Gabriel: That’s totally fair. Again, this wasn’t something that derailed the film for me, and I absolutely agree that… even if I have seen these elements before and can recognize them in this combination, I definitely haven’t seen something that executes all of them so well and so beautifully in a very long time. It at most affected my enjoyment of the film at about five or six different points, but when a film is firing so well on practically every cylinder, I just wish that it had been able to throw at least one genuine surprise my way with its plot.
Erik: There’s one other thing (minor to most I’m sure) that made me happy: Dee Baker and Steve Blum, two professional voice actors (see the video above) and the voices of the two most prominent Boxtrolls, Fish and Shoe, got pretty high billing in the end credits.

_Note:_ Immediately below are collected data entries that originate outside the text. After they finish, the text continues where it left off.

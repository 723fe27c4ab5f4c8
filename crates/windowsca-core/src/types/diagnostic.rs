//! User-facing diagnostics
//!
//! Everything the provider reports back to the host goes through these
//! types. The host renders them verbatim, so insertion order is preserved.

use serde::Serialize;

/// How serious a diagnostic is
#[derive(Debug, Clone, Copy, PartialEq, Eq, Serialize)]
#[serde(rename_all = "lowercase")]
pub enum Severity {
    Error,
    Warning,
}

impl std::fmt::Display for Severity {
    fn fmt(&self, f: &mut std::fmt::Formatter<'_>) -> std::fmt::Result {
        match self {
            Severity::Error => write!(f, "Error"),
            Severity::Warning => write!(f, "Warning"),
        }
    }
}

/// Path to the attribute a diagnostic refers to
#[derive(Debug, Clone, PartialEq, Eq, Serialize)]
#[serde(transparent)]
pub struct AttributePath(Vec<String>);

impl AttributePath {
    /// Path to a top-level attribute
    pub fn root(name: impl Into<String>) -> Self {
        Self(vec![name.into()])
    }

    /// Extend the path with a nested attribute name
    pub fn at_name(mut self, name: impl Into<String>) -> Self {
        self.0.push(name.into());
        self
    }

    pub fn steps(&self) -> &[String] {
        &self.0
    }
}

impl std::fmt::Display for AttributePath {
    fn fmt(&self, f: &mut std::fmt::Formatter<'_>) -> std::fmt::Result {
        write!(f, "{}", self.0.join("."))
    }
}

/// A single diagnostic: severity, short summary, remediation detail and an
/// optional attribute path
#[derive(Debug, Clone, PartialEq, Eq, Serialize)]
pub struct Diagnostic {
    pub severity: Severity,
    pub summary: String,
    pub detail: String,
    #[serde(skip_serializing_if = "Option::is_none")]
    pub path: Option<AttributePath>,
}

impl Diagnostic {
    /// Error not tied to a specific attribute
    pub fn error(summary: impl Into<String>, detail: impl Into<String>) -> Self {
        Self {
            severity: Severity::Error,
            summary: summary.into(),
            detail: detail.into(),
            path: None,
        }
    }

    /// Error attached to an attribute
    pub fn attribute_error(
        path: AttributePath,
        summary: impl Into<String>,
        detail: impl Into<String>,
    ) -> Self {
        Self {
            path: Some(path),
            ..Self::error(summary, detail)
        }
    }

    /// Warning not tied to a specific attribute
    pub fn warning(summary: impl Into<String>, detail: impl Into<String>) -> Self {
        Self {
            severity: Severity::Warning,
            ..Self::error(summary, detail)
        }
    }

    pub fn is_error(&self) -> bool {
        self.severity == Severity::Error
    }
}

impl std::fmt::Display for Diagnostic {
    fn fmt(&self, f: &mut std::fmt::Formatter<'_>) -> std::fmt::Result {
        write!(f, "{}: {}", self.severity, self.summary)?;
        if let Some(path) = &self.path {
            write!(f, "\n  with {}", path)?;
        }
        if !self.detail.is_empty() {
            write!(f, "\n{}", self.detail)?;
        }
        Ok(())
    }
}

/// Ordered collection of diagnostics
///
/// Used as the error arm of every fallible configure step. A collection with
/// at least one error means the step failed.
#[derive(Debug, Clone, Default, PartialEq, Eq, Serialize)]
#[serde(transparent)]
pub struct Diagnostics(Vec<Diagnostic>);

impl Diagnostics {
    pub fn new() -> Self {
        Self(Vec::new())
    }

    pub fn push(&mut self, diagnostic: Diagnostic) {
        self.0.push(diagnostic);
    }

    /// Append every diagnostic from `other`, keeping order
    pub fn append(&mut self, other: Diagnostics) {
        self.0.extend(other.0);
    }

    pub fn add_error(&mut self, summary: impl Into<String>, detail: impl Into<String>) {
        self.push(Diagnostic::error(summary, detail));
    }

    pub fn add_attribute_error(
        &mut self,
        path: AttributePath,
        summary: impl Into<String>,
        detail: impl Into<String>,
    ) {
        self.push(Diagnostic::attribute_error(path, summary, detail));
    }

    pub fn has_error(&self) -> bool {
        self.0.iter().any(Diagnostic::is_error)
    }

    pub fn error_count(&self) -> usize {
        self.0.iter().filter(|d| d.is_error()).count()
    }

    pub fn len(&self) -> usize {
        self.0.len()
    }

    pub fn is_empty(&self) -> bool {
        self.0.is_empty()
    }

    pub fn iter(&self) -> std::slice::Iter<'_, Diagnostic> {
        self.0.iter()
    }

    pub fn as_slice(&self) -> &[Diagnostic] {
        &self.0
    }

    /// `Err(self)` when an error was recorded, `Ok(())` otherwise
    ///
    /// This is the gate between configure steps.
    pub fn into_result(self) -> Result<(), Diagnostics> {
        if self.has_error() {
            Err(self)
        } else {
            Ok(())
        }
    }
}

impl From<Diagnostic> for Diagnostics {
    fn from(diagnostic: Diagnostic) -> Self {
        Self(vec![diagnostic])
    }
}

impl From<Vec<Diagnostic>> for Diagnostics {
    fn from(diagnostics: Vec<Diagnostic>) -> Self {
        Self(diagnostics)
    }
}

impl IntoIterator for Diagnostics {
    type Item = Diagnostic;
    type IntoIter = std::vec::IntoIter<Diagnostic>;

    fn into_iter(self) -> Self::IntoIter {
        self.0.into_iter()
    }
}

impl<'a> IntoIterator for &'a Diagnostics {
    type Item = &'a Diagnostic;
    type IntoIter = std::slice::Iter<'a, Diagnostic>;

    fn into_iter(self) -> Self::IntoIter {
        self.0.iter()
    }
}

impl std::fmt::Display for Diagnostics {
    fn fmt(&self, f: &mut std::fmt::Formatter<'_>) -> std::fmt::Result {
        for (i, diagnostic) in self.0.iter().enumerate() {
            if i > 0 {
                write!(f, "\n\n")?;
            }
            write!(f, "{}", diagnostic)?;
        }
        Ok(())
    }
}

impl std::error::Error for Diagnostics {}

#[cfg(test)]
mod tests {
    use super::*;

    #[test]
    fn test_attribute_path_display() {
        let path = AttributePath::root("winrm_hostname");
        assert_eq!(path.to_string(), "winrm_hostname");
        assert_eq!(path.clone().at_name("inner").to_string(), "winrm_hostname.inner");
        assert_eq!(path.steps(), &["winrm_hostname".to_string()]);
    }

    #[test]
    fn test_diagnostics_order_and_errors() {
        let mut diags = Diagnostics::new();
        assert!(!diags.has_error());
        assert!(diags.clone().into_result().is_ok());

        diags.push(Diagnostic::warning("first", ""));
        assert!(!diags.has_error());

        diags.add_attribute_error(AttributePath::root("a"), "second", "detail");
        diags.add_error("third", "detail");

        assert!(diags.has_error());
        assert_eq!(diags.len(), 3);
        assert_eq!(diags.error_count(), 2);

        let summaries: Vec<_> = diags.iter().map(|d| d.summary.as_str()).collect();
        assert_eq!(summaries, vec!["first", "second", "third"]);
        assert!(diags.into_result().is_err());
    }

    #[test]
    fn test_append_keeps_order() {
        let mut a = Diagnostics::from(Diagnostic::error("a", ""));
        let b = Diagnostics::from(vec![Diagnostic::error("b", ""), Diagnostic::error("c", "")]);
        a.append(b);
        let summaries: Vec<_> = a.into_iter().map(|d| d.summary).collect();
        assert_eq!(summaries, vec!["a", "b", "c"]);
    }

    #[test]
    fn test_display() {
        let diags = Diagnostics::from(vec![
            Diagnostic::attribute_error(AttributePath::root("winrm_username"), "Missing", "Set it."),
            Diagnostic::error("Broken", "Details."),
        ]);
        assert_eq!(
            diags.to_string(),
            "Error: Missing\n  with winrm_username\nSet it.\n\nError: Broken\nDetails."
        );
    }

    #[test]
    fn test_serialization() {
        let diag = Diagnostic::attribute_error(AttributePath::root("winrm_password"), "Missing", "Set it.");
        let json = serde_json::to_value(&diag).unwrap();
        assert_eq!(json["severity"], "error");
        assert_eq!(json["path"], serde_json::json!(["winrm_password"]));

        let json = serde_json::to_value(Diagnostic::error("x", "y")).unwrap();
        assert!(json.get("path").is_none());
    }
}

Usually all the voice over guys and gals, when paired with big name stars, get shoved to back credits wise – see the Transformers franchise for proof.
Tim: All the more significant considering that, though the Boxtrolls speak, they don’t speak English. Yeah, it really seemed like everyone involved treated the Boxtroll characters as the equal of any human character, and I think that gave the movie a lot of energy.